Search the entries for the word "parent" and copy each line that has it.
BEGIN SUPPLIED RECORDS
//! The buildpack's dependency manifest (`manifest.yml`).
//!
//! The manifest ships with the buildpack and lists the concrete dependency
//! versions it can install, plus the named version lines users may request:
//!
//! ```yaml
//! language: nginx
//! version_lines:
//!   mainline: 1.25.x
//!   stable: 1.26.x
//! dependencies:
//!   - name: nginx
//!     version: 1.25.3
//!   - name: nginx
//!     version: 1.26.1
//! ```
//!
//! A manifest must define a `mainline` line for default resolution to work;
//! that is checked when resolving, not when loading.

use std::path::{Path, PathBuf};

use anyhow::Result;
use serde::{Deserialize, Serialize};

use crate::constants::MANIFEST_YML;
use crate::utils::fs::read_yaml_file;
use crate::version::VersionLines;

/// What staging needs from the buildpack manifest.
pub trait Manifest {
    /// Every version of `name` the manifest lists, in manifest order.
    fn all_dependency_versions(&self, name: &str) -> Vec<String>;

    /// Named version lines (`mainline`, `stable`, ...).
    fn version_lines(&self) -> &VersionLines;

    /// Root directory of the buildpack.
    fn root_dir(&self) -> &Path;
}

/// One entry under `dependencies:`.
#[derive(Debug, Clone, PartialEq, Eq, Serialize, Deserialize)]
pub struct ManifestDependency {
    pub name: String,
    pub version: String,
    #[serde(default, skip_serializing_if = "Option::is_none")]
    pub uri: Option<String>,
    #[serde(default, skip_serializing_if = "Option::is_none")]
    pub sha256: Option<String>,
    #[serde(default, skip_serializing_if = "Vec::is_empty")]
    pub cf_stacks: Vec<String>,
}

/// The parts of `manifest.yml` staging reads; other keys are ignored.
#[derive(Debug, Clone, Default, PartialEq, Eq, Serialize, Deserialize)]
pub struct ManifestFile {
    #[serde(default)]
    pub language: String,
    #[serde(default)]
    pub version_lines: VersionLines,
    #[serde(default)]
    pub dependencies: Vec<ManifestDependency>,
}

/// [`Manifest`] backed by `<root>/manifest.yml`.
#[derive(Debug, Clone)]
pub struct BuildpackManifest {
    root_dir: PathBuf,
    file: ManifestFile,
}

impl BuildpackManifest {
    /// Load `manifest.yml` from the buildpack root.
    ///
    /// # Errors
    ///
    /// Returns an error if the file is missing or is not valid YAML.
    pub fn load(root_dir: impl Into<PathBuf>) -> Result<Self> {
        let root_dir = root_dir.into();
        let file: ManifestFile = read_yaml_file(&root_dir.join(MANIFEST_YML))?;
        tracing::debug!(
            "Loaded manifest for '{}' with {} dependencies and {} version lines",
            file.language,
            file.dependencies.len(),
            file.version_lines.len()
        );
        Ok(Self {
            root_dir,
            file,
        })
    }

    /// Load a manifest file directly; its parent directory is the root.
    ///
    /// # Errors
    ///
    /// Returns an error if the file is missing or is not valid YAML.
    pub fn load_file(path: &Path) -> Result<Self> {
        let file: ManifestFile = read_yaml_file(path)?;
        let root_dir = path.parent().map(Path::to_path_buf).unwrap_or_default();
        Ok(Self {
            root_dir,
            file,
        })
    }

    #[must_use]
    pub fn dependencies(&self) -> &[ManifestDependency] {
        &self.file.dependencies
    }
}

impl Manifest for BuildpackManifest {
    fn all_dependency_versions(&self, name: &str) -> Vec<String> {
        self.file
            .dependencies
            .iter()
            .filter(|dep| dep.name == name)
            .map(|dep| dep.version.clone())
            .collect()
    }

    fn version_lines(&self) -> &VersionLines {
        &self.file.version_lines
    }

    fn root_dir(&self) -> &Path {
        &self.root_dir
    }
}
END SUPPLIED RECORDS
COMPLETED TASK:
    /// Load a manifest file directly; its parent directory is the root.
        let root_dir = path.parent().map(Path::to_path_buf).unwrap_or_default();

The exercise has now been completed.